LE SCAN ÉCO - La montée des emplois précaires, qui a fait pression sur les salaires, a aggravé les écarts entre les ménages les plus aisés et les plus pauvres entre 2007 et 2011, selon un rapport de l'OCDE publié ce jeudi. Les femmes sont particulièrement vulnérables.

Qui a le plus souffert de la crise en France? Entre 2007 et 2011, les inégalités ont augmenté plus nettement dans l'Hexagone que dans les autres pays de l'OCDE, d'après le rapport «Tous concernés, Pourquoi moins d'inégalité bénéficie à tous» publié par l'organisation ce jeudi.

Le coefficient de Gini* de la France, qui mesure les écarts de patrimoine et de revenus entre les individus, est passé de 0,293 à 0,309 sur cette période. «Il s'agit d'une rupture importante par rapport à la tendance de long terme, puisque depuis les années 1980, les inégalités étaient relativement stables en France, alors qu'elles étaient en augmentation dans un certain nombre de pays, comme l'Allemagne ou les États-Unis», constatent les auteurs.

En 2013, la situation s'est légèrement améliorée, l'indice ayant reculé à 0,306. Les inégalités en France sont proches de la moyenne de l'OCDE.

Concrètement, pendant la crise, les inégalités en termes de «revenus marchands», c'est-à-dire avant impôts et prestations sociales, ont grimpé de 2,9%. Il s'agit de la cinquième hausse la plus importante parmi les 36 pays de l'OCDE.

La France se place non loin derrière le trio de tête - l'Espagne, l'Irlande et la Grèce durement touchées par la crise - et juste après l'Estonie.

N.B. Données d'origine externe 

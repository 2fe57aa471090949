//! Hubmesh CLI binary entrypoint.

use std::io;
use std::process::ExitCode;

use clap::Parser;
use tracing_subscriber::EnvFilter;

use hubmesh_cli::cli::{Cli, Commands};
use hubmesh_cli::commands::{ApplyCommand, ExportCommand, RenderCommand};
use hubmesh_cli::manifest::Manifest;

fn main() -> ExitCode {
    tracing_subscriber::fmt()
        .with_env_filter(EnvFilter::from_default_env())
        .with_writer(io::stderr)
        .init();

    let cli = Cli::parse();

    let runtime = match tokio::runtime::Runtime::new() {
        Ok(rt) => rt,
        Err(e) => {
            eprintln!("Failed to create async runtime: {e}");
            return ExitCode::FAILURE;
        }
    };

    match runtime.block_on(run(cli)) {
        Ok(()) => ExitCode::SUCCESS,
        Err(e) => {
            eprintln!("Error: {e}");
            ExitCode::FAILURE
        }
    }
}

async fn run(cli: Cli) -> Result<(), hubmesh_cli::CliError> {
    let mut manifest = Manifest::load(&cli.manifest)?;
    manifest.override_settings(cli.listen_port, cli.interface);
    let state_path = cli.state.unwrap_or_else(|| manifest.state_path());
    let coordinator = manifest.open(&state_path)?;
    let mut stdout = io::stdout().lock();

    match cli.command {
        Commands::Render { hub } => {
            let cmd = RenderCommand::new(&coordinator);
            cmd.execute(&mut stdout, cli.format, hub.as_deref()).await?;
        }
        Commands::Export => {
            let cmd = ExportCommand::new(&coordinator);
            cmd.execute(&mut stdout, cli.format).await?;
        }
        Commands::Apply(args) => {
            let cmd = ApplyCommand::new(&coordinator);
            cmd.execute(&mut stdout, &args).await?;
        }
    }

    Ok(())
}
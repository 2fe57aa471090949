//! Error types for WireGuard key, address and config operations.

use std::net::Ipv4Addr;

use thiserror::Error;

/// Result type alias for WireGuard operations.
pub type Result<T> = std::result::Result<T, WireGuardError>;

/// Which ASN.1 envelope a raw key was wrapped in.
#[derive(Debug, Clone, Copy, PartialEq, Eq)]
pub enum EnvelopeKind {
    /// `SubjectPublicKeyInfo` wrapping a public key.
    Spki,
    /// PKCS#8 `PrivateKeyInfo` wrapping a private key.
    Pkcs8,
}

impl std::fmt::Display for EnvelopeKind {
    fn fmt(&self, f: &mut std::fmt::Formatter<'_>) -> std::fmt::Result {
        match self {
            Self::Spki => write!(f, "SPKI"),
            Self::Pkcs8 => write!(f, "PKCS8"),
        }
    }
}

/// Errors that can occur during WireGuard operations.
#[derive(Debug, Error)]
pub enum WireGuardError {
    /// The key pair primitive could not produce key material.
    #[error("key generation failed: {0}")]
    KeyGeneration(String),

    /// A DER envelope did not have the fixed size expected for X25519.
    #[error("unexpected {kind} envelope length: expected {expected} bytes, got {actual}")]
    EnvelopeLength {
        /// Envelope being unwrapped.
        kind: EnvelopeKind,
        /// Length the fixed layout requires.
        expected: usize,
        /// Length actually received.
        actual: usize,
    },

    /// Invalid base64 encoding.
    #[error("invalid base64 encoding: {0}")]
    InvalidBase64(String),

    /// Invalid key length.
    #[error("invalid key length: expected 32, got {0}")]
    InvalidKeyLength(usize),

    /// Netmask outside `0..=32`.
    #[error("invalid netmask: {0}")]
    InvalidNetmask(String),

    /// Address string could not be parsed.
    #[error("invalid address: {0}")]
    InvalidAddress(String),

    /// Allocation index falls outside the overlay range.
    #[error("{kind} address space exhausted: index {index} is outside 1..={max}")]
    AddressExhausted {
        /// `hub` or `spoke`.
        kind: &'static str,
        /// Requested 1-based index.
        index: usize,
        /// Largest index the range supports.
        max: usize,
    },

    /// Address was already issued or reserved.
    #[error("address {0} is already in use")]
    AddressInUse(Ipv4Addr),

    /// Config input is structurally incomplete.
    #[error("invalid config: {0}")]
    InvalidConfig(String),
}

impl From<base64::DecodeError> for WireGuardError {
    fn from(err: base64::DecodeError) -> Self {
        Self::InvalidBase64(err.to_string())
    }
}
//! Remote machines and how to reach them.

use std::fmt;

use crate::deferred::Deferred;
use crate::error::ResolveError;

/// Credentials for running commands on a remote machine.
///
/// The host is deferred because it is usually assigned by whatever created
/// the machine. The bundle is forwarded to a
/// [`RemoteExecutor`](crate::RemoteExecutor) as-is and never interpreted here.
#[derive(Clone)]
pub struct Connection {
    /// Login user.
    pub user: String,
    /// Public hostname or IP address.
    pub host: Deferred<String>,
    /// PEM-encoded SSH private key.
    pub private_key: String,
}

impl Connection {
    /// Creates a connection whose host is already known.
    #[must_use]
    pub fn new(
        user: impl Into<String>,
        host: impl Into<String>,
        private_key: impl Into<String>,
    ) -> Self {
        let host = host.into();
        Self {
            user: user.into(),
            host: Deferred::ready(format!("{host}.host"), host),
            private_key: private_key.into(),
        }
    }

    /// Creates a connection whose host resolves later.
    #[must_use]
    pub fn deferred(
        user: impl Into<String>,
        host: Deferred<String>,
        private_key: impl Into<String>,
    ) -> Self {
        Self {
            user: user.into(),
            host,
            private_key: private_key.into(),
        }
    }

    /// Waits for the host and returns a fully resolved connection.
    pub async fn resolve(&self) -> Result<ResolvedConnection, ResolveError> {
        Ok(ResolvedConnection {
            user: self.user.clone(),
            host: self.host.resolve().await?,
            private_key: self.private_key.clone(),
        })
    }
}

impl fmt::Debug for Connection {
    fn fmt(&self, f: &mut fmt::Formatter<'_>) -> fmt::Result {
        f.debug_struct("Connection")
            .field("user", &self.user)
            .field("host", &self.host)
            .field("private_key", &"[REDACTED]")
            .finish()
    }
}

/// A [`Connection`] whose host is known.
#[derive(Clone, PartialEq, Eq)]
pub struct ResolvedConnection {
    /// Login user.
    pub user: String,
    /// Public hostname or IP address.
    pub host: String,
    /// PEM-encoded SSH private key.
    pub private_key: String,
}

impl ResolvedConnection {
    /// `user@host` as understood by ssh.
    #[must_use]
    pub fn destination(&self) -> String {
        format!("{}@{}", self.user, self.host)
    }
}

impl fmt::Debug for ResolvedConnection {
    fn fmt(&self, f: &mut fmt::Formatter<'_>) -> fmt::Result {
        f.debug_struct("ResolvedConnection")
            .field("user", &self.user)
            .field("host", &self.host)
            .field("private_key", &"[REDACTED]")
            .finish()
    }
}

/// A provisioned remote machine.
#[derive(Debug, Clone)]
pub struct Node {
    /// Machine name; becomes the hub name.
    pub name: String,
    /// How to reach it.
    pub connection: Connection,
}

impl Node {
    /// Creates a node.
    #[must_use]
    pub fn new(name: impl Into<String>, connection: Connection) -> Self {
        Self {
            name: name.into(),
            connection,
        }
    }
}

Le système de redistribution à la française, en particulier les hausses de prestations sociales déployées dès 2009, ont toutefois atténué cette hausse. Résultat, en termes de revenu disponible des ménages, les inégalités ont augmenté de 1,6%.

La France se situe toujours dans le top 5 des plus fortes hausses, loin derrière l'Espagne, mais dans un mouchoir de poche avec la Suède (qui a rogné sur ses allocations et autres prestations), la Slovaquie et la Hongrie.